Figure 5 shows that higher injection temperatures result in higher reservoir pressures. This occurs due to the reduction in oil viscosity, facilitating the introduction of a greater quantity of water, which increases reservoir pressure. Notably, in the inlet region on the left, the pressure on the injection face exhibits very similar values due to the equivalent relative permeability at the same saturation value for each temperature. However, a slight difference remains, with marginally higher pressures at lower temperatures. This is attributed to increased resistance to water entry, leading to a consequent rise in inlet pressure to maintain the pressure gradient.
Regarding temperature, as expected, higher water injection temperatures lead to increased reservoir temperatures across all regions, though decreasing with distance from the injection region. This results in an approximate 12 K increase between minimum and maximum values for regions 100 m from the injection boundary.
Analysis of the results indicates that increasing injection fluid temperature leads to greater oil recovery and higher water presence near the injection boundary. This is a direct consequence of the temperature-induced decrease in oil viscosity due to energy transfer from the wetting phase. Ultimately, this represents the practical outcome of thermal recovery via heated fluid injection. The importance of thermal methods in heavy oil recovery is evident here. The heating-induced reduction in oil viscosity increases sweep efficiency.
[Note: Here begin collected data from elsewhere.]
/// ctime([time]): the time formatted in the style of the original server,
/// local zone per TZ.
fn bf_ctime(bf_args: &mut BfCallState<'_>) -> Result<BfRet, BfErr> {
    let time = match bf_args.args.first() {
        Some(t) => t.as_int().ok_or(BfErr::Code(E_TYPE))?,
        None => SystemTime::now()
            .duration_since(UNIX_EPOCH)
            .map(|d| d.as_secs() as i64)
            .unwrap_or(0),
    };
    let Some(datetime) = chrono::Local.timestamp_opt(time, 0).single() else {
        return Err(BfErr::Code(E_INVARG));
    };
    Ok(Ret(v_string(
        datetime.format("%a %b %e %H:%M:%S %Y").to_string(),
    )))
}

fn bf_dump_database(bf_args: &mut BfCallState<'_>) -> Result<BfRet, BfErr> {
    check_wizard(bf_args)?;
    bf_args.task_scheduler_client.checkpoint();
    Ok(Ret(v_int(1)))
}

fn bf_shutdown(bf_args: &mut BfCallState<'_>) -> Result<BfRet, BfErr> {
    check_wizard(bf_args)?;
    let message = match bf_args.args.first() {
        Some(msg) => match msg.variant() {
            Variant::Str(s) => Some(s.as_str().to_string()),
            _ => return Err(BfErr::Code(E_TYPE)),
        },
        None => None,
    };
    bf_args.task_scheduler_client.shutdown(message);
    Ok(Ret(v_none()))
}

fn bf_load_server_options(bf_args: &mut BfCallState<'_>) -> Result<BfRet, BfErr> {
    check_wizard(bf_args)?;
    bf_args.task_scheduler_client.refresh_server_options();
    Ok(Ret(v_none()))
}

fn bf_server_log(bf_args: &mut BfCallState<'_>) -> Result<BfRet, BfErr> {
    check_wizard(bf_args)?;
    let Variant::Str(msg) = bf_args.args[0].variant() else {
        return Err(BfErr::Code(E_TYPE));
    };
    let is_error = bf_args.args.get(1).map(|v| v.is_true()).unwrap_or(false);
    if is_error {
        error!("server_log: {}", msg.as_str());
    } else {
        info!("server_log: {}", msg.as_str());
    }
    Ok(Ret(v_none()))
}

fn bf_server_version(_bf_args: &mut BfCallState<'_>) -> Result<BfRet, BfErr> {
    Ok(Ret(v_str(env!("CARGO_PKG_VERSION"))))
}

/// Allocation-size histograms are an artifact of the original's allocator;
/// there's nothing equivalent to report.
fn bf_memory_usage(_bf_args: &mut BfCallState<'_>) -> Result<BfRet, BfErr> {
    Ok(Ret(v_list(&[])))
}

fn bf_db_disk_size(bf_args: &mut BfCallState<'_>) -> Result<BfRet, BfErr> {
    let usage = bf_args.world_state.db_usage().map_err(world_state_bf_err)?;
    Ok(Ret(v_int(usage as i64)))
}

/// There is no verb cache; report the shape of an empty one.
fn bf_verb_cache_stats(bf_args: &mut BfCallState<'_>) -> Result<BfRet, BfErr> {
    check_wizard(bf_args)?;
    Ok(Ret(v_list(&[
        v_int(0),
        v_int(0),
        v_int(0),
        v_int(0),
        v_list(&[]),
    ])))
}

fn bf_log_cache_stats(bf_args: &mut BfCallState<'_>) -> Result<BfRet, BfErr> {
    check_wizard(bf_args)?;
    warn!("log_cache_stats: no verb cache in this server");
    Ok(Ret(v_none()))
}

pub(crate) fn register_bf_server(builtins: &mut [BuiltinFunction]) {
    builtins[offset_for_builtin("task_id")] = bf_task_id;
    builtins[offset_for_builtin("suspend")] = bf_suspend;
    builtins[offset_for_builtin("read")] = bf_read;
    builtins[offset_for_builtin("seconds_left")] = bf_seconds_left;
    builtins[offset_for_builtin("ticks_left")] = bf_ticks_left;
    builtins[offset_for_builtin("caller_perms")] = bf_caller_perms;
    builtins[offset_for_builtin("set_task_perms")] = bf_set_task_perms;
    builtins[offset_for_builtin("callers")] = bf_callers;
    builtins[offset_for_builtin("queued_tasks")] = bf_queued_tasks;
    builtins[offset_for_builtin("queue_info")] = bf_queue_info;
    builtins[offset_for_builtin("kill_task")] = bf_kill_task;
    builtins[offset_for_builtin("resume")] = bf_resume;
    builtins[offset_for_builtin("notify")] = bf_notify;
    builtins[offset_for_builtin("connected_players")] = bf_connected_players;
    builtins[offset_for_builtin("connected_seconds")] = bf_connected_seconds;
    builtins[offset_for_builtin("idle_seconds")] = bf_idle_seconds;
    builtins[offset_for_builtin("connection_name")] = bf_connection_name;
    builtins[offset_for_builtin("boot_player")] = bf_boot_player;
    builtins[offset_for_builtin("connection_option")] = bf_connection_option;
    builtins[offset_for_builtin("set_connection_option")] = bf_set_connection_option;
    builtins[offset_for_builtin("listen")] = bf_listen;
    builtins[offset_for_builtin("unlisten")] = bf_unlisten;
    builtins[offset_for_builtin("listeners")] = bf_listeners;
    builtins[offset_for_builtin("open_network_connection")] = bf_open_network_connection;
    builtins[offset_for_builtin("time")] = bf_time;
    builtins[offset_for_builtin("ctime")] = bf_ctime;
    builtins[offset_for_builtin("dump_database")] = bf_dump_database;
    builtins[offset_for_builtin("shutdown")] = bf_shutdown;
    builtins[offset_for_builtin("load_server_options")] = bf_load_server_options;
    builtins[offset_for_builtin("server_log")] = bf_server_log;
    builtins[offset_for_builtin("server_version")] = bf_server_version;
    builtins[offset_for_builtin("memory_usage")] = bf_memory_usage;
    builtins[offset_for_builtin("db_disk_size")] = bf_db_disk_size;
    builtins[offset_for_builtin("verb_cache_stats")] = bf_verb_cache_stats;
    builtins[offset_for_builtin("log_cache_stats")] = bf_log_cache_stats;
}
4.2.2. Oil Viscosity Variation

The variation in oil viscosity as a function of injected fluid temperature changes (Figure 6) confirms previous assertions. The heated fluid decreases oil viscosity due to increased temperature. Since the injected water is confined to a region less than 20 m from the injection boundary, the oil viscosity decrease is also greater in this region, progressively increasing with distance. The diminished viscosity increases oil mobility within the reservoir. Water viscosity was assumed constant despite temperature variations, thus its changes were disregarded relative to those of the oil. The parameter a n of Equation (4) directly affects oil viscosity. Consequently, its influence on pressure, saturation, temperature, and oil viscosity was studied. Unlike the previous case, where viscosity changes were confined to the heated region, the effect of viscosity variation throughout the entire reservoir was analyzed. Four different values of a n were chosen, and the same trends were observed compared to the previous results.
Analysis of the pressure curves reveals that increased viscosity causes a considerable pressure rise in the injection region and the rest of the reservoir. This is attributed to reduced fluid mobility with increased viscosity, necessitating higher injection pressure to maintain the same pressure gradient. Consequently, lower oil viscosity results in lower flow resistance and pressure values.
Regarding temperature results, Figure 6 shows that higher viscosity leads to lower medium temperatures. This can be explained by reduced fluid mobility, resulting in decreased velocity and Péclet number. Thus, heat transfer by advection is reduced in flows of more viscous fluids compared to those of lower viscosity.
Additionally, the results show a higher amount of residual oil with increased oil viscosity, explained by the higher flow resistance experienced by more viscous fluids. Analysis of saturation variation shows that, as expected, the advanced front of the injected fluid progresses less for more viscous fluids, advancing more slowly. Conversely, for less viscous oils, distant regions are reached by the injected fluid within the same time period.
The results also confirm the effects of the parameter a n on oil viscosity. Higher values of a n result in higher fluid viscosity throughout the reservoir. However, due to heating of the injected fluid near the injection region, viscosity assumes lower values and increases with distance from the reservoir’s left border.
It is relevant to highlight that viscosity varies differently as a function of temperature for each specific oil. Therefore, unlike water injection temperature, the viscosity variation pattern cannot be changed unless the oil’s physical properties are modified by injecting specific products.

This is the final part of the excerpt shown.